I like to follow a “interval” structure. Even if it’s something like 105min at 75%, or 90%, etc. I don’t much use the free ride option in TR.
Rather than required XSS there is a range represented by points relative to the Noon position (0 deficit/surplus) against what you have done on same day of week in recent past.
Recommendations reflect what you have done in each category so selections may be limited in scope based on your history. You are free to interpret and decide what you prefer to do.
For example, the deficit may be 190 pts today and you have been riding 250 XSS on recent Thursdays (outdoors) or 129 XSS (indoors). Depending on time available and the weather you may decide to ride an indoor workout in the 120-150 pt range or 200+ pts outdoors.

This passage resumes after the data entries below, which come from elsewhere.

//! HTTP Handlers

use axum::{
    Json,
    extract::{Path, Query, State},
    http::StatusCode,
};
use rust_decimal::Decimal;
use serde::{Deserialize, Serialize};

use enroll_core::{EnrollError, Notification, StudentId};
use enroll_payments::{
    BillingMode, CheckoutReference, CheckoutRequest, CheckoutStatus, CheckoutStore, PaymentError,
    PaymentGateway, PaymentNotification, PendingCheckout, WebhookEvent,
};

use crate::state::{AppState, Payments};

type ApiError = (StatusCode, Json<ErrorResponse>);

// ============================================================================
// Request / Response Types
// ============================================================================

#[derive(Serialize)]
pub struct HealthResponse {
    pub status: &'static str,
    pub version: &'static str,
    pub lms_configured: bool,
    pub lms_connected: bool,
    pub payments_configured: bool,
}

#[derive(Debug, Serialize, Deserialize)]
pub struct ErrorResponse {
    pub error: String,
    pub code: String,
}

/// Buyer data as the sales page sends it
#[derive(Debug, Deserialize)]
pub struct BuyerRequest {
    pub nome: String,
    pub whatsapp: String,
    pub cursos: Vec<u64>,
    #[serde(default)]
    pub email: Option<String>,
}

#[derive(Debug, Serialize)]
pub struct CheckoutResponse {
    pub reference: CheckoutReference,
    pub checkout_url: String,
    pub price: Decimal,
    pub billing: BillingMode,
}

#[derive(Debug, Serialize)]
pub struct CheckoutStatusResponse {
    pub reference: CheckoutReference,
    pub status: CheckoutStatus,
}

#[derive(Debug, Serialize)]
pub struct EnrollmentResponse {
    pub status: &'static str,
    pub aluno_id: StudentId,
    pub usuario: String,
    pub email: String,
    /// Payment link, when payments are configured
    pub mp_link: Option<String>,
}

#[derive(Debug, Deserialize)]
pub struct RetryEnrollmentRequest {
    pub cursos: Vec<u64>,
}

#[derive(Debug, Serialize)]
pub struct RetryResponse {
    pub completed: usize,
}

/// Mercado Pago sends either `?type=payment&data.id=1` or `?topic=payment&id=1`
#[derive(Debug, Default, Deserialize)]
pub struct WebhookQuery {
    #[serde(rename = "type")]
    pub kind: Option<String>,
    pub topic: Option<String>,
    pub id: Option<String>,
    #[serde(rename = "data.id")]
    pub data_id: Option<String>,
}

impl WebhookQuery {
    fn notification(&self) -> Option<PaymentNotification> {
        let topic = self.kind.as_deref().or(self.topic.as_deref())?;
        let id = self.data_id.as_deref().or(self.id.as_deref())?;
        PaymentNotification::from_query(topic, id).ok()
    }
}

#[derive(Debug, Serialize)]
pub struct WebhookResponse {
    pub result: &'static str,
}

// ============================================================================
// Error Mapping
// ============================================================================

fn error(status: StatusCode, message: &str, code: &str) -> ApiError {
    (
        status,
        Json(ErrorResponse {
            error: message.into(),
            code: code.into(),
        }),
    )
}

fn payments_disabled() -> ApiError {
    error(
        StatusCode::SERVICE_UNAVAILABLE,
        "Payments not configured",
        "PAYMENTS_DISABLED",
    )
}

fn enroll_error(e: &EnrollError) -> ApiError {
    let (status, code) = match e {
        EnrollError::InvalidRequest(_) => (StatusCode::BAD_REQUEST, "INVALID_REQUEST"),
        EnrollError::UpstreamUnavailable(_) | EnrollError::Token(_) | EnrollError::Lms(_) => {
            (StatusCode::BAD_GATEWAY, "LMS_UNAVAILABLE")
        }
        EnrollError::RegistrationRejected(_) | EnrollError::RetriesExhausted(_) => {
            (StatusCode::BAD_REQUEST, "REGISTRATION_FAILED")
        }
        EnrollError::EnrollmentFailed { .. } => (StatusCode::BAD_REQUEST, "ENROLLMENT_FAILED"),
        EnrollError::Config(_) => (StatusCode::INTERNAL_SERVER_ERROR, "INTERNAL_ERROR"),
    };
    error(status, e.user_message(), code)
}

fn payment_error(e: &PaymentError) -> ApiError {
    let (status, code) = match e {
        PaymentError::InvalidRequest(_) => (StatusCode::BAD_REQUEST, "INVALID_REQUEST"),
        PaymentError::WebhookParse(_) => (StatusCode::BAD_REQUEST, "INVALID_NOTIFICATION"),
        PaymentError::CheckoutNotFound(_) => (StatusCode::NOT_FOUND, "CHECKOUT_NOT_FOUND"),
        PaymentError::Provider(_) => (StatusCode::BAD_GATEWAY, "CHECKOUT_ERROR"),
        PaymentError::Fulfillment(_) => (StatusCode::INTERNAL_SERVER_ERROR, "WEBHOOK_ERROR"),
        PaymentError::Config(_) | PaymentError::Storage(_) => {
            (StatusCode::INTERNAL_SERVER_ERROR, "INTERNAL_ERROR")
        }
    };
    error(status, e.user_message(), code)
}

fn payments(state: &AppState) -> Result<&Payments, ApiError> {
    state.payments.as_deref().ok_or_else(payments_disabled)
}

// ============================================================================
// Handlers
// ============================================================================

/// Health check endpoint
pub async fn health_check(State(state): State<AppState>) -> Json<HealthResponse> {
    let lms_connected = state.enrollment.lms().health_check().await;

    Json(HealthResponse {
        status: "healthy",
        version: env!("CARGO_PKG_VERSION"),
        lms_configured: state.lms_configured,
        lms_connected,
        payments_configured: state.payments.is_some(),
    })
}

/// Store the buyer and create a Mercado Pago checkout link
pub async fn create_checkout(
    State(state): State<AppState>,
    Json(payload): Json<BuyerRequest>,
) -> Result<Json<CheckoutResponse>, ApiError> {
    let payments = payments(&state)?;

    let checkout = PendingCheckout::new(
        &payload.nome,
        &payload.whatsapp,
        payload.cursos,
        payload.email,
    )
    .map_err(|e| payment_error(&e))?;

    // stored first so an early notification finds it
    state.checkouts.save(&checkout).map_err(|e| payment_error(&e))?;

    let request = payments.settings.request_for(&checkout);
    let link = payments
        .gateway
        .create_checkout_link(&request)
        .await
        .map_err(|e| {
            tracing::error!("Checkout error: {}", e);
            payment_error(&e)
        })?;

    Ok(Json(CheckoutResponse {
        reference: checkout.reference,
        checkout_url: link.checkout_url,
        price: request.price,
        billing: request.billing,
    }))
}

/// Current state of a checkout
pub async fn checkout_status(
    State(state): State<AppState>,
    Path(reference): Path<String>,
) -> Result<Json<CheckoutStatusResponse>, ApiError> {
    let reference = CheckoutReference::parse(&reference).map_err(|e| payment_error(&e))?;

    let checkout = state
        .checkouts
        .get(&reference)
        .map_err(|e| payment_error(&e))?
        .ok_or_else(|| payment_error(&PaymentError::CheckoutNotFound(reference.to_string())))?;

    Ok(Json(CheckoutStatusResponse {
        reference,
        status: checkout.status,
    }))
}

/// Register and enroll immediately, without waiting for payment
pub async fn create_enrollment(
    State(state): State<AppState>,
    Json(payload): Json<BuyerRequest>,
) -> Result<Json<EnrollmentResponse>, ApiError> {
    let result = state
        .enrollment
        .register_student(&payload.nome, &payload.whatsapp, &payload.cursos)
        .await;

    let student = match result {
        Ok(student) => student,
        Err(e) => {
            tracing::error!(stage = %e.stage(), "Enrollment error: {}", e);
            if !matches!(e, EnrollError::InvalidRequest(_)) {
                state
                    .notifier
                    .notify(&Notification::Failed {
                        name: payload.nome.clone(),
                        contact: payload.whatsapp.clone(),
                        stage: e.stage(),
                    })
                    .await;
            }
            return Err(enroll_error(&e));
        }
    };

    state
        .notifier
        .notify(&Notification::Enrolled {
            name: payload.nome.clone(),
            contact: payload.whatsapp.clone(),
            identifier: student.identifier.clone(),
            email: student.email.clone(),
        })
        .await;

    let mp_link = match state.payments.as_deref() {
        Some(payments) => payment_link(payments, &payload).await,
        None => None,
    };

    Ok(Json(EnrollmentResponse {
        status: "sucesso",
        aluno_id: student.student_id,
        usuario: student.identifier.as_str().to_string(),
        email: student.email,
        mp_link,
    }))
}

/// Link for a student who is already enrolled. It is not stored as a
/// pending checkout, so its payment never triggers a second registration.
async fn payment_link(payments: &Payments, buyer: &BuyerRequest) -> Option<String> {
    let request = CheckoutRequest {
        reference: CheckoutReference::generate(),
        title: format!("{} - {}", payments.settings.title, buyer.nome.trim()),
        price: payments.settings.price,
        billing: BillingMode::OneTime,
        payer_email: buyer.email.clone(),
        back_url: payments.settings.back_url.clone(),
        notification_url: None,
    };

    match payments.gateway.create_checkout_link(&request).await {
        Ok(link) => Some(link.checkout_url),
        Err(e) => {
            tracing::warn!("Payment link unavailable: {}", e);
            None
        }
    }
}

/// Enroll an already registered student in courses
pub async fn retry_enrollment(
    State(state): State<AppState>,
    Path(student_id): Path<String>,
    Json(payload): Json<RetryEnrollmentRequest>,
) -> Result<StatusCode, ApiError> {
    let student_id = StudentId::new(student_id);

    state
        .enrollment
        .retry_enrollment(&student_id, &payload.cursos)
        .await
        .map_err(|e| {
            tracing::error!(student_id = %student_id, "Enrollment retry error: {}", e);
            enroll_error(&e)
        })?;

    Ok(StatusCode::NO_CONTENT)
}

/// Retry enrollment for every paid checkout left unenrolled
pub async fn retry_unenrolled(
    State(state): State<AppState>,
) -> Result<Json<RetryResponse>, ApiError> {
    let payments = payments(&state)?;

    let completed = payments
        .webhook
        .retry_unenrolled()
        .await
        .map_err(|e| payment_error(&e))?;

    Ok(Json(RetryResponse { completed }))
}

/// Mercado Pago webhook handler
pub async fn mercadopago_webhook(
    State(state): State<AppState>,
    Query(query): Query<WebhookQuery>,
    body: String,
) -> Result<Json<WebhookResponse>, ApiError> {
    let payments = payments(&state)?;

    let notification = if body.trim().is_empty() {
        query.notification()
    } else {
        PaymentNotification::from_json(&body)
            .inspect_err(|e| tracing::debug!("Webhook body not usable: {}", e))
            .ok()
            .or_else(|| query.notification())
    }
    .ok_or_else(|| {
        tracing::warn!("Webhook without payment reference");
        error(
            StatusCode::BAD_REQUEST,
            "Invalid notification",
            "INVALID_NOTIFICATION",
        )
    })?;

    let event = payments.webhook.handle(&notification).await.map_err(|e| {
        tracing::error!("Webhook processing error: {}", e);
        payment_error(&e)
    })?;

    let result = match event {
        WebhookEvent::Fulfilled { .. } => "fulfilled",
        WebhookEvent::Duplicate { .. } => "duplicate",
        WebhookEvent::NotConfirmed { .. } => "not_confirmed",
        WebhookEvent::Ignored { .. } => "ignored",
    };

    Ok(Json(WebhookResponse { result }))
}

The gauge operates on a weighted moving average over a rolling 7-day window. You might be dipping towards red one day and up past Noon the next. There’s no need to close a deficit although I understand why some users prefer to gamify it. Otherwise, the needle hovering between 11am to 1pm indicates you are maintaining sufficient training load to match your selected ramp rate.
Also note XSS is not TSS and intensity factors into the equation. The deeper you go (high/peak strain) during an activity, the more XSS differs from TSS.
All of the Xert workout players (Connect IQ, EBC on iOS or Android) play SMART workouts as designed.
SMART intervals include all options not defined by %FTP blocks. Most notable are dynamic power/duration type (variable), but SMART includes XSSR, MMP, LTP, curvilinear, Target MPA %Reserve, mixed mode changes, etc.
Whenever you open a SMART workout in Workout Designer the snapshot displays auto-calculated intensity and duration targets based upon your current fitness signature.